If you want to delete the machine configs, delete them in reverse order to avoid exceeding the limit. For example, you delete the kubelet-3 machine config before deleting the kubelet-2 machine config.

Note

If you have a machine config with a kubelet-9 suffix, and you create another KubeletConfig CR, a new machine config is not created, even if there are fewer than 10 kubelet machine configs.

Example KubeletConfig CR

$ oc get kubeletconfig

NAME                AGE
set-max-pods        15m

Example showing a KubeletConfig machine config

$ oc get mc | grep kubelet

...
99-worker-generated-kubelet-1                  b5c5119de007945b6fe6fb215db3b8e2ceb12511   3.2.0             26m
...

The following procedure is an example to show how to configure the maximum number of pods per node on the worker nodes.

Prerequisites

  1. Obtain the label associated with the static MachineConfigPool CR for the type of node you want to configure.

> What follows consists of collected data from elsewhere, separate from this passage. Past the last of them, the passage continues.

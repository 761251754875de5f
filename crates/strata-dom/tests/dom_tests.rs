//! Tests for tree construction, traversal order and geometry helpers.

use strata_dom::{DomTree, ElementData, NodeId, NodeType, Rect};

/// Helper to create an element node and return its NodeId.
fn alloc_element(tree: &mut DomTree, tag: &str) -> NodeId {
    tree.alloc(NodeType::Element(ElementData::new(tag)))
}

#[test]
fn test_descendants_visit_shadow_tree_before_light_children() {
    let mut tree = DomTree::new();
    let host = alloc_element(&mut tree, "my-widget");
    tree.append_child(NodeId::ROOT, host);

    let light = alloc_element(&mut tree, "span");
    tree.append_child(host, light);

    let shadow = alloc_element(&mut tree, "div");
    tree.append_shadow_child(host, shadow);
    let shadow_inner = alloc_element(&mut tree, "b");
    tree.append_child(shadow, shadow_inner);

    assert_eq!(
        tree.descendants(host),
        vec![host, shadow, shadow_inner, light]
    );
    assert_eq!(tree.parent(shadow), Some(host));
    assert!(tree.is_descendant_of(shadow_inner, host));
}

#[test]
fn test_contains_is_inclusive() {
    let mut tree = DomTree::new();
    let a = alloc_element(&mut tree, "div");
    let b = alloc_element(&mut tree, "p");
    tree.append_child(NodeId::ROOT, a);
    tree.append_child(a, b);

    assert!(tree.contains(a, a));
    assert!(tree.contains(a, b));
    assert!(!tree.contains(b, a));
}

#[test]
fn test_parent_element_skips_text_nodes() {
    let mut tree = DomTree::new();
    let p = alloc_element(&mut tree, "p");
    tree.append_child(NodeId::ROOT, p);
    let t1 = tree.alloc(NodeType::Text("Hello ".to_string()));
    tree.append_child(p, t1);
    let em = alloc_element(&mut tree, "em");
    tree.append_child(p, em);
    let t2 = tree.alloc(NodeType::Text("world".to_string()));
    tree.append_child(em, t2);

    assert_eq!(tree.parent_element(t1), Some(p));
    assert_eq!(tree.parent_element(t2), Some(em));
}

#[test]
fn test_default_node_id_is_document() {
    let tree = DomTree::default();
    assert_eq!(NodeId::default(), NodeId::ROOT);
    assert!(matches!(
        tree.get(NodeId::default()).map(|n| &n.node_type),
        Some(NodeType::Document)
    ));
}

#[test]
fn test_body_lookup() {
    let mut tree = DomTree::new();
    let html = alloc_element(&mut tree, "html");
    tree.append_child(NodeId::ROOT, html);
    let head = alloc_element(&mut tree, "head");
    tree.append_child(html, head);
    let body = alloc_element(&mut tree, "BODY");
    tree.append_child(html, body);

    assert_eq!(tree.document_element(), Some(html));
    assert_eq!(tree.body(), Some(body));
}

#[test]
fn test_control_value_prefers_live_value() {
    let mut input = ElementData::new("input");
    let _ = input.attrs.insert("value".to_string(), "initial".to_string());
    assert_eq!(input.control_value(), Some("initial"));

    input.value = Some("typed".to_string());
    assert_eq!(input.control_value(), Some("typed"));
}

#[test]
fn test_rect_degenerate_and_rounding() {
    assert!(Rect::new(0.0, 0.0, 0.4, 20.0).is_degenerate());
    assert!(Rect::new(0.0, 0.0, 20.0, 0.0).is_degenerate());
    assert!(!Rect::new(0.0, 0.0, 1.0, 1.0).is_degenerate());

    let r = Rect::new(10.4, 20.6, 99.5, 30.2).rounded();
    assert_eq!((r.left, r.top, r.width, r.height), (10.0, 21.0, 100.0, 30.0));
    assert_eq!(r.right, 110.0);
}

#[test]
fn test_rect_union_and_centering() {
    let a = Rect::new(0.0, 0.0, 10.0, 10.0);
    let b = Rect::new(5.0, 20.0, 10.0, 5.0);
    let u = a.union(&b);
    assert_eq!((u.left, u.top, u.right, u.bottom), (0.0, 0.0, 15.0, 25.0));

    let line = Rect::new(0.0, 100.0, 50.0, 14.0).centered_to_height(20.0);
    assert_eq!((line.top, line.height), (97.0, 20.0));
}
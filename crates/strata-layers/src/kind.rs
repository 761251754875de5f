//! Element classification.

use strata_dom::{ElementData, Namespace, NodeId};

use crate::context::StyleContext;

/// What kind of primitive an element maps to. Computed once per element.
#[derive(Debug, Clone, Copy, PartialEq, Eq, Hash)]
pub enum ElementKind {
    /// `<input>`: carries its value as a text sub-layer.
    Input,
    /// `<textarea>`: like `Input`; its DOM text is not scanned.
    Textarea,
    /// `<img>`
    Image,
    /// `<picture>`
    Picture,
    /// `<video>`
    Video,
    /// Outermost `<svg>`: exported as markup.
    SvgRoot,
    /// Anything inside an `<svg>`: covered by the root's markup.
    SvgChild,
    /// Any other element.
    Generic,
}

impl ElementKind {
    /// Classify an element. Non-elements are `Generic`.
    pub fn of(ctx: &dyn StyleContext, node: NodeId) -> Self {
        let Some(element) = ctx.dom().as_element(node) else {
            return Self::Generic;
        };

        if element.namespace == Namespace::Svg || element.is("svg") {
            let parent_is_svg = ctx
                .dom()
                .parent_element(node)
                .and_then(|p| ctx.dom().as_element(p))
                .is_some_and(|p| p.namespace == Namespace::Svg || p.is("svg"));
            return if element.is("svg") && !parent_is_svg {
                Self::SvgRoot
            } else {
                Self::SvgChild
            };
        }

        Self::of_html(element)
    }

    fn of_html(element: &ElementData) -> Self {
        match element.tag_name.as_str() {
            "input" => Self::Input,
            "textarea" => Self::Textarea,
            "img" => Self::Image,
            "picture" => Self::Picture,
            "video" => Self::Video,
            _ => Self::Generic,
        }
    }

    /// Form controls whose text comes from their value, not DOM text nodes.
    #[must_use]
    pub fn is_form_control(self) -> bool {
        matches!(self, Self::Input | Self::Textarea)
    }

    /// Replaced elements that always produce a frame for their image paint.
    #[must_use]
    pub fn is_media(self) -> bool {
        matches!(self, Self::Image | Self::Picture | Self::Video)
    }
}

Perform one of the following steps:

    1. View the machine config pool:

      $ oc describe machineconfigpool <name>

      For example:

      $ oc describe machineconfigpool worker

      Example output

      apiVersion: machineconfiguration.openshift.io/v1
      kind: MachineConfigPool
      metadata:
        creationTimestamp: 2019-02-08T14:52:39Z
        generation: 1
        labels:
          custom-kubelet: set-max-pods 1

      1
      If a label has been added it appears under labels.
    2. If the label is not present, add a key/value pair:

      $ oc label machineconfigpool worker custom-kubelet=set-max-pods

Procedure

  1. View the available machine configuration objects that you can select:

    $ oc get machineconfig

    By default, the two kubelet-related configs are 01-master-kubelet and 01-worker-kubelet.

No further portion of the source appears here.